Deploy rules via a conformance pack. The Operational-Best-Practices-for-AWS-Well-Architected-Security pack is AWS’s curated list; teams usually start there and prune. The YAML declares rules and their parameters:

Resources:
  RestrictedSSH:
    Type: AWS::Config::ConfigRule
    Properties:
      ConfigRuleName: restricted-ssh
      Source:
        Owner: AWS
        SourceIdentifier: INCOMING_SSH_DISABLED
  S3BucketPublicReadProhibited:
    Type: AWS::Config::ConfigRule
    Properties:
      ConfigRuleName: s3-bucket-public-read-prohibited
      Source:
        Owner: AWS
        SourceIdentifier: S3_BUCKET_PUBLIC_READ_PROHIBITED
  EBSEncryption:
    Type: AWS::Config::ConfigRule
    Properties:
      ConfigRuleName: encrypted-volumes
      Source:
        Owner: AWS
        SourceIdentifier: ENCRYPTED_VOLUMES

Deploy the pack to an Organizations OU via the organisation management account. Every account in the OU inherits the rules; aggregated compliance reports in a central aggregator account.

Auto-remediation for the cheap wins. For restricted-ssh, a remediation configuration wires the rule to a Systems Manager Automation document that revokes the offending ingress rule:

aws configservice put-remediation-configuration \
    --config-rule-name restricted-ssh \
    --resource-type "AWS::EC2::SecurityGroup" \
    --target-type SSM_DOCUMENT \
    --target-id AWS-RevokeSecurityGroupIngress \
    --parameters '{
      "AutomationAssumeRole": {"StaticValue": {"Values":["arn:aws:iam::111122223333:role/config-remediation-role"]}},
      "GroupId": {"ResourceValue": {"Value":"RESOURCE_ID"}}
    }' \
    --automatic \
    --maximum-automatic-attempts 3

The AWS-RevokeSecurityGroupIngress document is one of ~300 AWS-managed Automation documents; custom documents handle cases where the managed ones don’t fit. --automatic fires the remediation immediately; maximum-automatic-attempts caps retries on transient errors.

Notification path for unremediated findings. Config publishes to SNS. A Lambda subscriber posts non-compliant findings (ones that didn’t get remediated) to a Slack channel and opens a ticket in the on-call system.
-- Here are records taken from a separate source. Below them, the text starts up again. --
use core::fmt;

use hashbrown::HashMap;
use log::debug;
use system_error::SystemError;

use crate::{
    ipc::signal::{Signal, SignalDelivery},
    libs::spinlock::SpinLock,
};

/// 进程号
#[derive(Debug, Clone, Copy, PartialEq, Eq, Hash, PartialOrd, Ord)]
pub struct Pid(u32);

impl Pid {
    pub const fn new(pid: u32) -> Self {
        Self(pid)
    }

    pub const fn data(&self) -> u32 {
        self.0
    }
}

impl fmt::Display for Pid {
    fn fmt(&self, f: &mut fmt::Formatter<'_>) -> fmt::Result {
        write!(f, "{}", self.0)
    }
}

#[derive(Debug, Default)]
struct ProcessInfo {
    alive: bool,
    /// 已经投递、尚未被取走的信号
    pending: Vec<Signal>,
}

/// 宿主环境下的进程表：记录进程存活状态以及投递给它们的信号
///
/// 信号投递只把信号放进进程的待处理队列；进程退出后再投递返回 `ESRCH`。
#[derive(Debug, Default)]
pub struct ProcessTable {
    inner: SpinLock<HashMap<Pid, ProcessInfo>>,
}

impl ProcessTable {
    pub fn new() -> Self {
        Self::default()
    }

    /// 登记一个存活的进程
    pub fn spawn(&self, pid: Pid) {
        let mut guard = self.inner.lock();
        let info = guard.entry(pid).or_default();
        info.alive = true;
        info.pending.clear();
    }

    /// 进程退出，之后向它投递信号都会失败
    pub fn exit(&self, pid: Pid) {
        if let Some(info) = self.inner.lock().get_mut(&pid) {
            info.alive = false;
            info.pending.clear();
        }
    }

    pub fn is_alive(&self, pid: Pid) -> bool {
        self.inner
            .lock()
            .get(&pid)
            .map(|info| info.alive)
            .unwrap_or(false)
    }

    /// 取走进程的待处理信号
    pub fn take_signals(&self, pid: Pid) -> Vec<Signal> {
        self.inner
            .lock()
            .get_mut(&pid)
            .map(|info| core::mem::take(&mut info.pending))
            .unwrap_or_default()
    }
}

impl SignalDelivery for ProcessTable {
    fn send_signal(&self, pid: Pid, sig: Signal) -> Result<(), SystemError> {
        let mut guard = self.inner.lock();
        match guard.get_mut(&pid) {
            Some(info) if info.alive => {
                debug!("send signal {:?} to pid {}", sig, pid);
                info.pending.push(sig);
                Ok(())
            }
            _ => Err(SystemError::ESRCH),
        }
    }

    fn probe(&self, pid: Pid) -> Result<(), SystemError> {
        if self.is_alive(pid) {
            Ok(())
        } else {
            Err(SystemError::ESRCH)
        }
    }
}

#[cfg(test)]
mod tests {
    use super::*;

    #[test]
    fn test_signal_to_live_process() {
        let table = ProcessTable::new();
        let pid = Pid::new(1234);
        table.spawn(pid);
        assert!(table.send_signal(pid, Signal::SIGUSR1).is_ok());
        assert_eq!(table.take_signals(pid), vec![Signal::SIGUSR1]);
        assert!(table.take_signals(pid).is_empty());
    }

    #[test]
    fn test_signal_to_dead_process() {
        let table = ProcessTable::new();
        let pid = Pid::new(7);
        assert_eq!(
            table.send_signal(pid, Signal::SIGUSR1),
            Err(SystemError::ESRCH)
        );
        table.spawn(pid);
        table.exit(pid);
        assert!(!table.is_alive(pid));
        assert_eq!(
            table.send_signal(pid, Signal::SIGUSR2),
            Err(SystemError::ESRCH)
        );
    }

    #[test]
    fn test_signal_from_user() {
        assert_eq!(Signal::from_user(0), Ok(None));
        assert_eq!(Signal::from_user(10), Ok(Some(Signal::SIGUSR1)));
        assert_eq!(Signal::from_user(99), Err(SystemError::EINVAL));
    }
}
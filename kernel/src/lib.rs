//! 虚拟终端与控制台子系统
//!
//! 多个虚拟控制台共享一组显示设备和键盘。前台控制台的输出经由
//! [`ConsoleSwitch`](driver::tty::console::ConsoleSwitch) 后端显示，
//! 后台控制台只更新自己的屏幕缓冲区。

#[macro_use]
extern crate lazy_static;

#[macro_use]
pub mod libs;
pub mod driver; // 如果driver依赖了libs，应该在libs后面导出
pub mod init;
pub mod ipc;
pub mod process;

pub use driver::tty::virtual_terminal::{vty_init, VirtualTerminal, VtManager};
pub use system_error::SystemError;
The signal: a message shows up only when a human needs to see it.

Security Hub on top. Enable Security Hub in every account, enable the Foundational Security Best Practices standard, point its aggregator at the security account. Security Hub pulls Config findings (and GuardDuty, Inspector, and third-party) into a single dashboard with severity scoring. One pane of glass across 180 accounts.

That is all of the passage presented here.